Aber was ist Burnout dann? Immerhin erfüllen diversen Umfragen zufolge rund ein Drittel der arbeitenden Bevölkerung die Kriterien für einen Burnout bzw. einer Vorstufe davon. Interpretieren lässt sich der Begriff mit dem Zustand der Überforderung oder der Überlastung, die vornehmlich aus dem beruflichen Umfeld rührt. Gemeint sind Menschen, die sich unter Druck fühlen – aufgrund von nicht zu bewältigender oder als kränkend erlebter beruflicher Belastung.

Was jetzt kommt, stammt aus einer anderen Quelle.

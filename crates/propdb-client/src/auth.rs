//! Route guards for authenticated and admin-only views.
//!
//! The session is always passed in explicitly. A guard re-evaluates only
//! when the session it sees differs from the previous one, so calling it on
//! every render neither repeats redirects nor costs anything.

use propdb_core::User;

use crate::stabilize::Memo;

/// Identity-provider state as seen by the presentation layer.
#[derive(Debug, Clone, Default, PartialEq, Eq)]
pub struct SessionState {
    pub user: Option<User>,
    /// The provider is still resolving; `user` is not yet meaningful.
    pub is_loading: bool,
}

impl SessionState {
    #[must_use]
    pub fn loading() -> Self {
        Self {
            user: None,
            is_loading: true,
        }
    }

    #[must_use]
    pub fn signed_out() -> Self {
        Self::default()
    }

    #[must_use]
    pub fn signed_in(user: User) -> Self {
        Self {
            user: Some(user),
            is_loading: false,
        }
    }

    #[must_use]
    pub fn is_loading(&self) -> bool {
        self.is_loading
    }

    #[must_use]
    pub fn is_authenticated(&self) -> bool {
        !self.is_loading && self.user.is_some()
    }

    #[must_use]
    pub fn is_admin(&self) -> bool {
        !self.is_loading && self.user.as_ref().is_some_and(User::is_admin)
    }
}

/// Performs client-side navigation. Supplied by the routing layer.
pub trait Navigator: Send + Sync {
    fn navigate(&self, path: &str);
}

#[derive(Debug, Clone, PartialEq, Eq)]
pub enum GateDecision {
    /// Session still resolving; render a placeholder.
    Pending,
    Allowed,
    Redirect(String),
}

/// Where blocked visitors are sent.
#[derive(Debug, Clone, PartialEq, Eq)]
pub struct GateRoutes {
    pub login: String,
    pub home: String,
}

impl Default for GateRoutes {
    fn default() -> Self {
        Self {
            login: "/login".to_owned(),
            home: "/".to_owned(),
        }
    }
}

#[derive(Debug, Clone, Copy, PartialEq, Eq)]
enum Requirement {
    Authenticated,
    Admin,
}

fn evaluate(
    session: &SessionState,
    requirement: Requirement,
    routes: &GateRoutes,
) -> GateDecision {
    if session.is_loading {
        return GateDecision::Pending;
    }
    if !session.is_authenticated() {
        return GateDecision::Redirect(routes.login.clone());
    }
    match requirement {
        Requirement::Authenticated => GateDecision::Allowed,
        Requirement::Admin if session.is_admin() => GateDecision::Allowed,
        Requirement::Admin => GateDecision::Redirect(routes.home.clone()),
    }
}

/// Guards one view. Create one gate per guarded view.
pub struct AuthGate<N> {
    navigator: N,
    routes: GateRoutes,
    memo: Memo<(Requirement, SessionState), GateDecision>,
}

impl<N: Navigator> AuthGate<N> {
    pub fn new(navigator: N) -> Self {
        Self::with_routes(navigator, GateRoutes::default())
    }

    pub fn with_routes(navigator: N, routes: GateRoutes) -> Self {
        Self {
            navigator,
            routes,
            memo: Memo::new(),
        }
    }

    /// Allow any signed-in user; send everyone else to the login path.
    pub fn require_auth(&mut self, session: &SessionState) -> GateDecision {
        self.check(Requirement::Authenticated, session)
    }

    /// Allow admins only. Signed-in non-admins go home, signed-out visitors
    /// go to login. Never redirects while the session is loading.
    pub fn require_admin(&mut self, session: &SessionState) -> GateDecision {
        self.check(Requirement::Admin, session)
    }

    fn check(&mut self, requirement: Requirement, session: &SessionState) -> GateDecision {
        let navigator = &self.navigator;
        let routes = &self.routes;
        self.memo
            .get_or_compute((requirement, session.clone()), |(requirement, session)| {
                let decision = evaluate(session, *requirement, routes);
                if let GateDecision::Redirect(path) = &decision {
                    tracing::debug!(path = %path, "auth gate redirecting");
                    navigator.navigate(path);
                }
                decision
            })
            .clone()
    }
}

#[cfg(test)]
mod tests {
    use std::sync::Mutex;

    use propdb_core::Role;

    use super::*;

    #[derive(Default)]
    struct RecordingNavigator {
        visits: Mutex<Vec<String>>,
    }

    impl RecordingNavigator {
        fn visits(&self) -> Vec<String> {
            self.visits.lock().unwrap().clone()
        }
    }

    impl Navigator for &RecordingNavigator {
        fn navigate(&self, path: &str) {
            self.visits.lock().unwrap().push(path.to_owned());
        }
    }

    fn user(role: Role) -> User {
        User {
            id: "u-1".to_owned(),
            email: Some("pat@example.com".to_owned()),
            role,
        }
    }

    #[test]
    fn require_admin_never_redirects_while_loading() {
        let nav = RecordingNavigator::default();
        let mut gate = AuthGate::new(&nav);

        for _ in 0..3 {
            assert_eq!(gate.require_admin(&SessionState::loading()), GateDecision::Pending);
        }
        // A loading flag wins even if a stale user is still attached.
        let stale = SessionState {
            user: Some(user(Role::User)),
            is_loading: true,
        };
        assert_eq!(gate.require_admin(&stale), GateDecision::Pending);
        assert!(nav.visits().is_empty());
    }

    #[test]
    fn require_admin_sends_non_admin_home_once() {
        let nav = RecordingNavigator::default();
        let mut gate = AuthGate::new(&nav);
        let session = SessionState::signed_in(user(Role::User));

        assert_eq!(
            gate.require_admin(&session),
            GateDecision::Redirect("/".to_owned())
        );
        assert_eq!(
            gate.require_admin(&session),
            GateDecision::Redirect("/".to_owned())
        );
        assert_eq!(nav.visits(), ["/"]);
    }

    #[test]
    fn require_admin_allows_admin_after_loading() {
        let nav = RecordingNavigator::default();
        let mut gate = AuthGate::new(&nav);

        gate.require_admin(&SessionState::loading());
        assert_eq!(
            gate.require_admin(&SessionState::signed_in(user(Role::Admin))),
            GateDecision::Allowed
        );
        assert!(nav.visits().is_empty());
    }

    #[test]
    fn require_auth_redirects_signed_out_to_login() {
        let nav = RecordingNavigator::default();
        let mut gate = AuthGate::with_routes(
            &nav,
            GateRoutes {
                login: "/sign-in".to_owned(),
                home: "/".to_owned(),
            },
        );

        assert_eq!(
            gate.require_auth(&SessionState::signed_out()),
            GateDecision::Redirect("/sign-in".to_owned())
        );
        assert_eq!(
            gate.require_auth(&SessionState::signed_in(user(Role::User))),
            GateDecision::Allowed
        );
        assert_eq!(nav.visits(), ["/sign-in"]);
    }

    #[test]
    fn session_change_triggers_fresh_redirect() {
        let nav = RecordingNavigator::default();
        let mut gate = AuthGate::new(&nav);

        gate.require_admin(&SessionState::signed_out());
        gate.require_admin(&SessionState::signed_in(user(Role::Admin)));
        gate.require_admin(&SessionState::signed_out());
        assert_eq!(nav.visits(), ["/login", "/login"]);
    }

    #[test]
    fn derived_flags_follow_session() {
        let admin = SessionState::signed_in(user(Role::Admin));
        assert!(admin.is_authenticated());
        assert!(admin.is_admin());

        let member = SessionState::signed_in(user(Role::User));
        assert!(member.is_authenticated());
        assert!(!member.is_admin());

        assert!(!SessionState::loading().is_authenticated());
        assert!(SessionState::loading().is_loading());
    }
}
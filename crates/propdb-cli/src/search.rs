//! `search` and `show` command handlers.
//!
//! `search` drives the same pipeline a UI would: the flags become one filter
//! edit on a [`SearchController`], and the settled view is paginated locally.

use std::sync::Arc;
use std::time::Duration;

use clap::Args;
use propdb_client::{
    ClientError, FavoritesStore, PropertyApi, QueryResult, SearchController, SearchSettings,
    SearchView,
};
use propdb_core::{
    format_price, paginate, ClientConfig, EmptyReason, Property, RawFilter, SortOption,
};

#[derive(Debug, Args)]
pub struct SearchArgs {
    /// Minimum price, e.g. 250000 or $250,000
    #[arg(long)]
    pub min_price: Option<String>,
    /// Maximum price
    #[arg(long)]
    pub max_price: Option<String>,
    #[arg(long)]
    pub min_bedrooms: Option<String>,
    #[arg(long)]
    pub min_bathrooms: Option<String>,
    /// House, Apartment, Condo, Townhouse or Land
    #[arg(long = "type")]
    pub property_type: Option<String>,
    /// Substring of the address, city or state
    #[arg(long)]
    pub location: Option<String>,
    /// Comma-separated statuses, e.g. for-sale,pending
    #[arg(long)]
    pub status: Option<String>,
    /// newest, oldest, price-asc or price-desc
    #[arg(long, default_value = "newest")]
    pub sort: String,
    /// Only show favorited listings
    #[arg(long)]
    pub favorites_only: bool,
    #[arg(long, default_value_t = 1)]
    pub page: usize,
    #[arg(long, default_value_t = 12)]
    pub page_size: usize,
}

impl SearchArgs {
    pub(crate) fn raw_filter(&self) -> RawFilter {
        RawFilter {
            min_price: self.min_price.clone(),
            max_price: self.max_price.clone(),
            min_bedrooms: self.min_bedrooms.clone(),
            min_bathrooms: self.min_bathrooms.clone(),
            property_type: self.property_type.clone(),
            location: self.location.clone(),
            status: self.status.clone(),
        }
    }

    pub(crate) fn sort_option(&self) -> SortOption {
        SortOption::from_literal(&self.sort).unwrap_or_else(|| {
            tracing::warn!(sort = %self.sort, "unknown sort key, using newest");
            SortOption::default()
        })
    }
}

/// Run one search and print the requested page.
///
/// # Errors
///
/// Returns an error if the filter is invalid or the fetch fails.
pub(crate) async fn run_search(
    api: Arc<dyn PropertyApi>,
    favorites: Arc<dyn FavoritesStore>,
    config: &ClientConfig,
    args: &SearchArgs,
) -> anyhow::Result<()> {
    // A single edit has no burst to coalesce.
    let settings = SearchSettings {
        debounce: Duration::ZERO,
        ..SearchSettings::from_config(config)
    };
    let controller = SearchController::spawn(api, Some(favorites), settings);
    controller.set_sort(args.sort_option());
    controller.set_favorites_only(args.favorites_only);
    controller.edit_filter(args.raw_filter());

    let mut views = controller.views();
    let mut view: SearchView = views
        .wait_for(|v| v.filter_errors.is_some() || v.results.is_settled())
        .await?
        .clone();

    // Pull server pages until the requested local page is covered.
    let wanted = args.page.max(1).saturating_mul(args.page_size.max(1));
    while let Some(cursor) = view.next_cursor {
        let loaded = view.results.value().map_or(0, |p| p.items.len());
        if loaded >= wanted {
            break;
        }
        tracing::debug!(cursor, "loading next page of listings");
        controller.load_more();
        view = views
            .wait_for(|v| {
                v.results.is_settled()
                    && (v.results.value().is_none() || v.next_cursor != Some(cursor))
            })
            .await?
            .clone();
    }

    if let Some(errors) = view.filter_errors {
        for field in &errors.fields {
            eprintln!("  --{}: {}", field.field.replace('_', "-"), field.message);
        }
        anyhow::bail!("invalid search filter");
    }

    match view.results {
        QueryResult::Success(processed) => {
            if let Some(reason) = processed.empty_reason {
                println!("{}", empty_message(reason));
                return Ok(());
            }
            let page = paginate(&processed.items, args.page, args.page_size);
            print_table(page.items);
            if view.next_cursor.is_some() {
                println!(
                    "page {} ({} listings loaded, more on the server)",
                    page.page, page.total_items
                );
            } else {
                println!(
                    "page {} of {} ({} listings)",
                    page.page, page.total_pages, page.total_items
                );
            }
        }
        QueryResult::NotFound => println!("{}", empty_message(EmptyReason::NoProperties)),
        QueryResult::Error { message, .. } => anyhow::bail!("search failed: {message}"),
        QueryResult::Idle | QueryResult::Loading => {
            anyhow::bail!("search ended before a result arrived");
        }
    }

    Ok(())
}

fn empty_message(reason: EmptyReason) -> &'static str {
    match reason {
        EmptyReason::NoProperties => "no listings match these filters",
        EmptyReason::NoFavorites => "you have no favorites yet",
        EmptyReason::NoFavoriteMatches => "none of your favorites match these filters",
    }
}

fn truncate(value: &str, max: usize) -> String {
    if value.chars().count() > max {
        format!("{}...", value.chars().take(max).collect::<String>())
    } else {
        value.to_owned()
    }
}

fn print_table(items: &[Property]) {
    let header = format!(
        "{:<38}{:<11}{:<10}{:<14}{:<9}LOCATION",
        "ID", "TYPE", "STATUS", "PRICE", "BD/BA"
    );
    println!("{header}");
    for p in items {
        let location = match &p.city {
            Some(city) => format!("{}, {city}", p.location),
            None => p.location.clone(),
        };
        let beds_baths = format!("{}/{}", p.bedrooms, p.bathrooms);
        println!(
            "{:<38}{:<11}{:<10}{:<14}{:<9}{}",
            p.id,
            p.property_type.as_str(),
            p.status.as_str(),
            format_price(p.price, p.status),
            beds_baths,
            truncate(&location, 40)
        );
    }
}

/// Print one listing.
///
/// # Errors
///
/// Returns an error if the listing does not exist or the request fails.
pub(crate) async fn run_show(api: &dyn PropertyApi, id: &str) -> anyhow::Result<()> {
    let property = match api.get_property(id).await {
        Ok(property) => property,
        Err(ClientError::NotFound(_)) => anyhow::bail!("listing '{id}' not found"),
        Err(e) => return Err(e.into()),
    };

    println!("{}", property.title);
    println!(
        "{} | {} | {}",
        property.property_type,
        property.status,
        format_price(property.price, property.status)
    );
    let place: Vec<&str> = [
        Some(property.location.as_str()),
        property.city.as_deref(),
        property.state.as_deref(),
    ]
    .into_iter()
    .flatten()
    .collect();
    println!("{}", place.join(", "));
    println!(
        "{} bd / {} ba / {} sqft",
        property.bedrooms, property.bathrooms, property.area_sqft
    );
    if let Some(year) = property.year_built {
        println!("Built {year}");
    }
    if let Some(lot) = property.lot_size_sqft {
        println!("Lot {lot} sqft");
    }
    if let Some(parking) = property.parking_spaces {
        println!("Parking {parking}");
    }
    if !property.amenities.is_empty() {
        println!("Amenities: {}", property.amenities.join(", "));
    }
    println!();
    println!("{}", property.description);

    Ok(())
}
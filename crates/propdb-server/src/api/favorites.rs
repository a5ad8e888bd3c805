use axum::{
    extract::{Path, State},
    Extension, Json,
};
use serde::Serialize;

use crate::middleware::{Caller, RequestId};

use super::{map_db_error, ApiError, ApiResponse, AppState};

#[derive(Debug, Serialize)]
pub(super) struct FavoriteState {
    property_id: String,
    favorited: bool,
}

/// GET /api/v1/favorites
///
/// The caller's favorite property ids, newest first.
pub(super) async fn list_favorites(
    State(state): State<AppState>,
    Extension(req_id): Extension<RequestId>,
    Extension(caller): Extension<Caller>,
) -> Result<Json<ApiResponse<Vec<String>>>, ApiError> {
    let ids = propdb_db::list_favorite_ids(&state.pool, &caller.0.id)
        .await
        .map_err(|e| map_db_error(req_id.0.clone(), &e))?;
    Ok(ApiResponse::new(req_id.0, ids))
}

/// PUT /api/v1/favorites/{id}, idempotent.
pub(super) async fn add_favorite(
    State(state): State<AppState>,
    Extension(req_id): Extension<RequestId>,
    Extension(caller): Extension<Caller>,
    Path(property_id): Path<String>,
) -> Result<Json<ApiResponse<FavoriteState>>, ApiError> {
    propdb_db::add_favorite(&state.pool, &caller.0.id, &property_id)
        .await
        .map_err(|e| map_db_error(req_id.0.clone(), &e))?;

    Ok(ApiResponse::new(
        req_id.0,
        FavoriteState {
            property_id,
            favorited: true,
        },
    ))
}

/// DELETE /api/v1/favorites/{id}, idempotent.
pub(super) async fn remove_favorite(
    State(state): State<AppState>,
    Extension(req_id): Extension<RequestId>,
    Extension(caller): Extension<Caller>,
    Path(property_id): Path<String>,
) -> Result<Json<ApiResponse<FavoriteState>>, ApiError> {
    let removed = propdb_db::remove_favorite(&state.pool, &caller.0.id, &property_id)
        .await
        .map_err(|e| map_db_error(req_id.0.clone(), &e))?;
    if !removed {
        tracing::debug!(property_id = %property_id, "favorite was not set");
    }

    Ok(ApiResponse::new(
        req_id.0,
        FavoriteState {
            property_id,
            favorited: false,
        },
    ))
}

Eine Situation, die das Entstehen einer psychischen Erkrankung durchaus begünstigen kann und auf keinen Fall als „normal“ hingenommen und ausgehalten werden sollte.
Wege aus der Tabu-Zone
Von Altersdepression bis Zwangsstörung – die Liste der psychischen Erkrankungen ist lang und die Zahlen der Betroffenen scheinen immer stärker zu steigen. Ein Grund mehr, seinen Beitrag dazu zu leisten, das Thema aus der Tabu-Zone herauszuholen und in die Mitte der Gesellschaft zu rücken. Und einen Menschen, dem man sich anvertrauen kann, gibt es für den ersten Schritt vielleicht in der Familie oder im Freundeskreis, möglicherweise ist es auch der langjährige Hausarzt.
Wie auch immer der erste Schritt aussieht. Entscheidend ist, ihn als Betroffener selbst zu tun oder als Angehöriger oder Freund zu unterstützen. Denn wie so oft im Leben gilt auch bei psychischen Erkrankungen: Reden hilft.